Sunday, August 23, 2009

How to Respond to the Swinging Fist

Alright, let me start in on the Nehemiah Institute and their Mini-PEERS test. (See my earlier post "What Did You Call Me?" if you're confused.) One of my biggest beefs I have with the test is how poorly it seems to be written. Take question number nine -- probably the worst offender, in my opinion. Here is the statement: Individuals should be allowed to conduct life as they choose as long as it does not interfere with the lives of others. This sounds to me like the typical libertarian view of things. (I dated a guy in high school who was a rabid libertarian. He would say, "Your right to swing your fist stops where my nose begins.")

For the record, I answered this with a "TA" (Tend to Agree) -- with the available choices being Strongly Agree, Tend to Agree, Neutral, Tend to Disagree, and Strongly Disagree. There are situations, such as those when individuals are under the authority of another who is responsible for their well-being, when it behooves one to interfere in the life of another. I'm not completely sold on the libertarian philosophy, but I certainly lean that way more than the other; thus, my response.

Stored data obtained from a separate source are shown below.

//! RBAC planning for one tenant.
//!
//! Stages run in a fixed order and stop at the first failure:
//! self impersonators (upsert, then cluster-wide release), sudoer group,
//! sudoer permissions, developer permissions, manager permissions.
use crate::error::{ReconcileError, Stage, StageContext};
use crate::model::DesiredState;
use crate::store::DerivedObjectStore;
use std::collections::HashSet;
use std::sync::Arc;

mod apply;
pub mod impersonators;
pub mod permissions;
pub mod sudoers;

pub use apply::{WriteOutcome, create_or_patch};

#[derive(Clone)]
pub struct RbacPlanner {
    store: Arc<dyn DerivedObjectStore>,
}

impl RbacPlanner {
    pub fn new(store: Arc<dyn DerivedObjectStore>) -> Self {
        Self { store }
    }

    pub async fn reconcile(&self, state: &DesiredState) -> Result<(), ReconcileError> {
        let store = self.store.as_ref();

        impersonators::upsert(store, state)
            .await
            .stage(Stage::SelfImpersonators)?;
        let released = impersonators::cleanup(store, state)
            .await
            .stage(Stage::SelfImpersonators)?;
        if released > 0 {
            tracing::info!(namespace = %state.name, released, "released stale impersonator grants");
        }

        sudoers::upsert(store, state)
            .await
            .stage(Stage::SudoerGroup)?;
        permissions::upsert_sudoer_permissions(store, state)
            .await
            .stage(Stage::SudoerPermissions)?;
        permissions::upsert_developer_permissions(store, state)
            .await
            .stage(Stage::DeveloperPermissions)?;
        permissions::upsert_manager_permissions(store, state)
            .await
            .stage(Stage::ManagerPermissions)?;
        Ok(())
    }

    /// Drop this tenant's entry from every shared grant it still holds.
    pub async fn release_all(&self, state: &DesiredState) -> Result<usize, ReconcileError> {
        impersonators::release(self.store.as_ref(), state.uid, &HashSet::new())
            .await
            .stage(Stage::SelfImpersonators)
    }
}
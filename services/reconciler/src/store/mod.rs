//! Store interfaces consumed by the reconciler.
//!
//! # Purpose
//! The reconciler never talks to a concrete backend. It reads specifications
//! through [`SpecStore`], writes derived RBAC objects through
//! [`DerivedObjectStore`], the tenant namespace through [`NamespaceStore`] and
//! billing rows through [`LedgerStore`].
//!
//! # Concurrency
//! Reconciles of different tenants run concurrently against the same shared
//! objects. Every write is a read-modify-write guarded by `resource_version`;
//! a stale write fails with [`StoreError::Conflict`] and the whole reconcile is
//! retried by the caller.
use crate::model::{BillingRow, DesiredState, TenantNamespace};
use async_trait::async_trait;
use tenancy_rbac::{LabelSelector, ObjectKey, ObjectKind, RbacObject};
use thiserror::Error;

pub mod memory;
pub mod postgres;


#[derive(Debug, Error)]
pub enum StoreError {
    #[error("not found: {0}")]
    NotFound(String),
    #[error("conflict: {0}")]
    Conflict(String),
    #[error("store unavailable: {0}")]
    Unavailable(String),
    #[error(transparent)]
    Unexpected(#[from] anyhow::Error),
}

impl StoreError {
    /// Whether retrying the same reconcile later can succeed.
    pub fn is_retryable(&self) -> bool {
        matches!(self, StoreError::Conflict(_) | StoreError::Unavailable(_))
    }
}

pub type StoreResult<T> = Result<T, StoreError>;

#[async_trait]
pub trait SpecStore: Send + Sync {
    async fn get(&self, name: &str) -> StoreResult<DesiredState>;
    async fn add_finalizer(&self, name: &str, finalizer: &str) -> StoreResult<DesiredState>;
    async fn remove_finalizer(&self, name: &str, finalizer: &str) -> StoreResult<DesiredState>;
}

#[async_trait]
pub trait DerivedObjectStore: Send + Sync {
    async fn get(&self, key: &ObjectKey) -> StoreResult<RbacObject>;
    async fn create(&self, object: RbacObject) -> StoreResult<RbacObject>;
    /// Replace a stored object. Fails with `Conflict` when
    /// `object.resource_version` is not the stored version.
    async fn patch(&self, object: RbacObject) -> StoreResult<RbacObject>;
    async fn list(&self, kind: ObjectKind, selector: &LabelSelector)
    -> StoreResult<Vec<RbacObject>>;
}

#[async_trait]
pub trait NamespaceStore: Send + Sync {
    async fn get(&self, name: &str) -> StoreResult<TenantNamespace>;
    async fn create(&self, namespace: TenantNamespace) -> StoreResult<TenantNamespace>;
    async fn patch(&self, namespace: TenantNamespace) -> StoreResult<TenantNamespace>;
}

/// Location of the billing table inside the ledger.
#[derive(Debug, Clone, PartialEq, Eq)]
pub struct LedgerTable {
    pub dataset: String,
    pub table: String,
}

/// The three fixed statements ever issued against the ledger.
#[derive(Debug, Clone, PartialEq, Eq)]
pub enum LedgerStatement {
    /// All rows belonging to one tenant.
    Select { ns_name: String },
    /// Insert or update every row passed alongside the statement.
    Upsert,
    /// Delete every `(ns_name, name)` passed alongside the statement.
    Delete,
}

impl LedgerStatement {
    /// Render the statement as ledger SQL. The row list is bound as the single
    /// `UNNEST(?)` parameter of upsert and delete.
    ///
    /// # Example
    /// ```rust
    /// use reconciler::store::{LedgerStatement, LedgerTable};
    ///
    /// let table = LedgerTable { dataset: "billing".into(), table: "labels".into() };
    /// let sql = LedgerStatement::Select { ns_name: "payments".into() }.render(&table);
    /// assert_eq!(sql, "SELECT * FROM billing.labels WHERE ns_name='payments'");
    /// ```
    pub fn render(&self, table: &LedgerTable) -> String {
        let target = format!("{}.{}", table.dataset, table.table);
        match self {
            LedgerStatement::Select { ns_name } => {
                format!("SELECT * FROM {target} WHERE ns_name='{ns_name}'")
            }
            LedgerStatement::Upsert => format!(
                "MERGE {target} T USING (SELECT * FROM UNNEST(?)) S ON T.ns_name=S.NSName AND T.name=S.Name WHEN MATCHED THEN UPDATE SET value=S.value WHEN NOT MATCHED THEN INSERT (name,value,ns_name) VALUES (S.Name,S.Value,S.NSName)"
            ),
            LedgerStatement::Delete => format!(
                "DELETE {target} T WHERE EXISTS (SELECT * FROM UNNEST(?) AS S WHERE T.ns_name=S.NSName AND T.name=S.Name)"
            ),
        }
    }

    pub fn op_name(&self) -> &'static str {
        match self {
            LedgerStatement::Select { .. } => "select",
            LedgerStatement::Upsert => "upsert",
            LedgerStatement::Delete => "delete",
        }
    }
}

#[async_trait]
pub trait LedgerStore: Send + Sync {
    async fn run_query(
        &self,
        statement: &LedgerStatement,
        rows: &[BillingRow],
    ) -> StoreResult<Vec<BillingRow>>;

    fn backend_name(&self) -> &'static str;
}

#[cfg(test)]
mod tests {
    use super::*;

    fn table() -> LedgerTable {
        LedgerTable {
            dataset: "ds".to_string(),
            table: "tbl".to_string(),
        }
    }

    #[test]
    fn upsert_statement_is_exact() {
        assert_eq!(
            LedgerStatement::Upsert.render(&table()),
            "MERGE ds.tbl T USING (SELECT * FROM UNNEST(?)) S ON T.ns_name=S.NSName AND T.name=S.Name WHEN MATCHED THEN UPDATE SET value=S.value WHEN NOT MATCHED THEN INSERT (name,value,ns_name) VALUES (S.Name,S.Value,S.NSName)"
        );
    }

    #[test]
    fn delete_statement_is_exact() {
        assert_eq!(
            LedgerStatement::Delete.render(&table()),
            "DELETE ds.tbl T WHERE EXISTS (SELECT * FROM UNNEST(?) AS S WHERE T.ns_name=S.NSName AND T.name=S.Name)"
        );
    }

    #[test]
    fn select_statement_scopes_to_tenant() {
        let sql = LedgerStatement::Select {
            ns_name: "payments".to_string(),
        }
        .render(&table());
        assert_eq!(sql, "SELECT * FROM ds.tbl WHERE ns_name='payments'");
    }

    #[test]
    fn retryable_errors() {
        assert!(StoreError::Conflict("x".into()).is_retryable());
        assert!(StoreError::Unavailable("x".into()).is_retryable());
        assert!(!StoreError::NotFound("x".into()).is_retryable());
        assert!(!StoreError::Unexpected(anyhow::anyhow!("boom")).is_retryable());
    }
}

However, Nehemiah Institute indicates that a Biblical response would be to disagree with the statement. I wasn't completely surprised, but I was puzzled by their explanation for why we should disagree. "We are all accountable for helping our brother not sin," they say. They quote familiar scriptures about reproving each other when we are doing wrong. It is a loving thing, they argue, to warn people when they are on the wrong track.

Well, yeah. One for the duh file, as Jay Leno says. And when we do confront people, we hope and pray they turn from their erroneous ways. But if they don't . . if they hear our warnings and still choose to continue in their sinful behavior . . well, what then? Do we not then "allow them to conduct life as they choose as long as it does not interfere with the lives of others"?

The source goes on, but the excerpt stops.